Table 1. Classification of research contributions based on their modelling approaches and market characteristics.

	Modelling Approach	Conventional Power Generation	Integration of Wind Power Generation	Integration of Electricity Storage Agents	Electricity and Natural Gas Market Coupling
Perfect Competition	LP	[47]	[49,50,57]	[66,67,68,79,84,88]	[90,93,95]
	NLP	-	[59]	[65,71,77]	[94]
Single Strategic Generator	MPEC	[41,42,43,44,45,46,48]	[52,53,54,55,56,58,60,61,62,63]	[69,70,72,73,74,75,76,78,80,81,82,83,85,87]	[13,91,92,96,97]
Market Equilibria	EPEC	[98,99,100,101,102]	[103,104,106,110,111,113]	[105,107,108,109,112]	[117,118,119]
	CV	[34,114,115,116]	-	-	-

.

5. Conclusions

Optimization-based approaches, mainly linear and nonlinear programming as well as complementarity modelling, constitute nowadays the dominant means for dealing with complex electricity market problems, such as the pool clearing procedure and the determination of the optimal bidding strategies for generating agents, participating in a competitive market environment. These mathematical techniques seem to provide great modelling flexibility and versatility, sufficiently capture agents’ interactions and incorporate various elements of game theory and economics.

In this review, we initially attempt a synoptic portrayal of the various energy market settlements worldwide and an explanatory disclosure of the market organization, fundamental operating principles, regulatory frameworks, compensation mechanisms and government policies and infrastructures. Consequently, a description of optimization algorithms that are currently employed in addressing contemporary problems related to the electricity market sector, is provided. In particular, the use of linear and nonlinear programming approaches to suitably model the clearing of the market under perfect competition is emphasized, as well as the employment of MPEC, EPEC and CV models, in order to capture the strategic behavior of a single or multiple players correspondingly, under an imperfect pool-based market setting.

Furthermore, the main purpose of this work is to provide an extensive literature review on the recent electricity pool-based market implementations and also highlight the effectiveness of the aforementioned optimization-based frameworks. In the context of this effort, research contributions, that propose alternative electricity market clearing mechanisms and investigate the integration of generating agents with renewable energy sources or electricity storage technologies portfolio into the existing framework, are designated. Particular emphasis is placed on the coupling of electricity and natural gas markets as well as the development of appropriate techniques to efficiently generate optimal offers/bids for strategic market players.

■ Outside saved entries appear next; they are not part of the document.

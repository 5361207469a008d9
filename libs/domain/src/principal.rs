//! Acting identity supplied by the authentication layer

use serde::{Deserialize, Serialize};
use std::{fmt, str::FromStr};
use uuid::Uuid;

/// Platform role of a principal
#[derive(Debug, Clone, Copy, PartialEq, Eq, Serialize, Deserialize)]
#[serde(rename_all = "snake_case")]
pub enum Role {
    Admin,
    SalonAdmin,
    Customer,
    SuperAdmin,
}

impl Role {
    pub fn as_str(&self) -> &'static str {
        match self {
            Role::Admin => "admin",
            Role::SalonAdmin => "salon_admin",
            Role::Customer => "customer",
            Role::SuperAdmin => "super_admin",
        }
    }

    /// Platform-wide roles see and touch every tenant
    pub fn is_platform(&self) -> bool {
        matches!(self, Role::Admin | Role::SuperAdmin)
    }
}

impl fmt::Display for Role {
    fn fmt(&self, f: &mut fmt::Formatter<'_>) -> fmt::Result {
        f.write_str(self.as_str())
    }
}

impl FromStr for Role {
    type Err = String;

    fn from_str(s: &str) -> Result<Self, Self::Err> {
        match s {
            "admin" => Ok(Role::Admin),
            "salon_admin" => Ok(Role::SalonAdmin),
            "customer" => Ok(Role::Customer),
            "super_admin" => Ok(Role::SuperAdmin),
            other => Err(format!("Unknown role: {}", other)),
        }
    }
}

/// Authenticated caller, derived per request and never persisted
#[derive(Debug, Clone, PartialEq, Eq, Serialize, Deserialize)]
#[serde(rename_all = "camelCase")]
pub struct Principal {
    pub id: Uuid,
    pub role: Role,
    pub salon_id: Option<Uuid>,
}

impl Principal {
    pub fn new(id: Uuid, role: Role, salon_id: Option<Uuid>) -> Self {
        Self { id, role, salon_id }
    }

    pub fn customer(id: Uuid) -> Self {
        Self::new(id, Role::Customer, None)
    }

    pub fn salon_admin(id: Uuid, salon_id: Uuid) -> Self {
        Self::new(id, Role::SalonAdmin, Some(salon_id))
    }

    pub fn admin(id: Uuid) -> Self {
        Self::new(id, Role::Admin, None)
    }

    pub fn super_admin(id: Uuid) -> Self {
        Self::new(id, Role::SuperAdmin, None)
    }
}

#[cfg(test)]
mod tests {
    use super::*;

    #[test]
    fn role_parses_wire_names() {
        for role in [Role::Admin, Role::SalonAdmin, Role::Customer, Role::SuperAdmin] {
            assert_eq!(role.as_str().parse::<Role>(), Ok(role));
        }
        assert!("owner".parse::<Role>().is_err());
    }

    #[test]
    fn role_serializes_as_snake_case() {
        let json = serde_json::to_string(&Role::SalonAdmin).unwrap();
        assert_eq!(json, "\"salon_admin\"");
    }
}
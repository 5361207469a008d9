//! Redis cache module
//!
//! Small TTL cache for read-mostly reference data such as per-salon service
//! listings. Every key is namespaced with the configured prefix so several
//! deployments can share one Redis.

use anyhow::{Result, bail};
use redis::{AsyncCommands, Client, aio::MultiplexedConnection};
use tracing::{debug, info};

/// Configuration for the Redis cache
#[derive(Debug, Clone)]
pub struct RedisConfig {
    /// Redis connection URL (e.g., "redis://localhost:6379")
    pub url: String,
    /// Namespace prepended to every key
    pub key_prefix: String,
}

impl RedisConfig {
    /// Create a new RedisConfig from environment variables
    ///
    /// # Environment Variables
    /// - `REDIS_URL`: Redis connection URL (default: "redis://localhost:6379")
    /// - `REDIS_KEY_PREFIX`: key namespace (default: "salon_desk")
    pub fn from_env() -> Result<Self> {
        let url =
            std::env::var("REDIS_URL").unwrap_or_else(|_| "redis://localhost:6379".to_string());
        let key_prefix =
            std::env::var("REDIS_KEY_PREFIX").unwrap_or_else(|_| "salon_desk".to_string());

        if key_prefix.is_empty() {
            bail!("REDIS_KEY_PREFIX must not be empty");
        }

        Ok(RedisConfig { url, key_prefix })
    }
}

/// Handle on a Redis server; cheap to clone
#[derive(Clone)]
pub struct RedisCache {
    client: Client,
    key_prefix: String,
}

impl RedisCache {
    /// Parse the URL. No connection is made until the first command.
    pub fn open(config: &RedisConfig) -> Result<Self> {
        let client = Client::open(config.url.as_str())?;
        info!("Redis cache configured for {} (prefix {})", config.url, config.key_prefix);
        Ok(RedisCache {
            client,
            key_prefix: config.key_prefix.clone(),
        })
    }

    fn namespaced(&self, key: &str) -> String {
        format!("{}:{}", self.key_prefix, key)
    }

    async fn connection(&self) -> Result<MultiplexedConnection> {
        Ok(self.client.get_multiplexed_async_connection().await?)
    }

    /// Store `value` under `key`, expiring after `ttl_seconds`
    pub async fn put(&self, key: &str, value: &str, ttl_seconds: u64) -> Result<()> {
        let mut conn = self.connection().await?;
        let _: () = conn.set_ex(self.namespaced(key), value, ttl_seconds).await?;
        Ok(())
    }

    pub async fn fetch(&self, key: &str) -> Result<Option<String>> {
        let mut conn = self.connection().await?;
        let value: Option<String> = conn.get(self.namespaced(key)).await?;
        Ok(value)
    }

    /// Drop a key; `true` when something was removed
    pub async fn evict(&self, key: &str) -> Result<bool> {
        let mut conn = self.connection().await?;
        let removed: u64 = conn.del(self.namespaced(key)).await?;
        debug!("Evicted {} ({} removed)", key, removed);
        Ok(removed > 0)
    }

    /// Fails unless the server answers PING
    pub async fn ping(&self) -> Result<()> {
        let mut conn = self.connection().await?;
        let pong: String = redis::cmd("PING").query_async(&mut conn).await?;
        if pong != "PONG" {
            bail!("unexpected PING reply: {}", pong);
        }
        Ok(())
    }
}
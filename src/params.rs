//! Run descriptions and the validated permission-mode type.

use std::{fmt, num::ParseIntError, path::PathBuf, str::FromStr};

use thiserror::Error;

use crate::consts::{OUTPUT_PATH, OUTPUT_PAYLOAD};

/// Everything one writing run needs: which file to create and what to put
/// into it.
#[derive(Debug, Clone)]
pub struct Params {
	/// Target file, created if missing and truncated if present.
	pub path: PathBuf,

	/// Bytes written verbatim to the target.
	pub payload: Vec<u8>,

	/// Permission bits applied when the target is created.
	pub mode: FileMode,
}

impl Default for Params {
	fn default() -> Self {
		Self {
			path: OUTPUT_PATH.into(),
			payload: OUTPUT_PAYLOAD.to_vec(),
			mode: FileMode::default(),
		}
	}
}

/// Permission bits assigned to a newly created file.
#[derive(Debug, Clone, Copy, PartialEq, Eq)]
pub struct FileMode(u32);

impl FileMode {
	/// Owner read + owner write, the mode both demo programs use.
	pub const OWNER_RW: FileMode = FileMode((libc::S_IRUSR | libc::S_IWUSR) as u32);

	/// Every bit `open(2)` accepts in its mode argument.
	const MODE_MASK: u32 = 0o7777;

	pub fn get(self) -> u32 {
		self.0
	}
}

impl Default for FileMode {
	fn default() -> Self {
		Self::OWNER_RW
	}
}

impl fmt::Display for FileMode {
	fn fmt(&self, f: &mut fmt::Formatter<'_>) -> fmt::Result {
		write!(f, "{:03o}", self.0)
	}
}

#[derive(Error, Debug)]
#[error(
	"Invalid file mode. Must only contain permission bits up to {max:#o} (is {cur:#o})",
	max = FileMode::MODE_MASK,
	cur = .0,
)]
pub struct InvalidFileModeError(u32);

impl TryFrom<u32> for FileMode {
	type Error = InvalidFileModeError;

	fn try_from(value: u32) -> Result<Self, Self::Error> {
		if value & !Self::MODE_MASK != 0 {
			Err(InvalidFileModeError(value))
		} else {
			Ok(Self(value))
		}
	}
}

#[derive(Error, Debug)]
pub enum ParseModeError {
	#[error(transparent)]
	Parse(#[from] ParseIntError),

	#[error(transparent)]
	InvalidMode(#[from] InvalidFileModeError),
}

impl FromStr for FileMode {
	type Err = ParseModeError;

	fn from_str(s: &str) -> Result<Self, Self::Err> {
		let digits = s.strip_prefix("0o").unwrap_or(s);
		let bits = u32::from_str_radix(digits, 8)?;
		let mode = bits.try_into()?;
		Ok(mode)
	}
}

Although the majority of the above-analyzed fields have been thoroughly examined and a wide spectrum of models have been elaborated, resulting in interesting conclusions, some areas still deserve further study. A systematic evaluation of the operation of various storage technologies in a coupled electricity and natural gas market scheme constitutes an appealing prospect, to determine the technology that provides higher financial incentives and opportunities for a strategic player. Furthermore, relatively little progress has been made on the derivation of EPEC models, especially in the case of coupled markets, something that can be attributed to the mathematical and computational sophistication and complexity, of which they are characterized. Finally, the investigation of NGFPPs’ optimal offers/bids seems to be a field of great research interest, since their double-edged nature allows them to act both as strategic generators and consumers, in electricity and natural gas markets equivalently.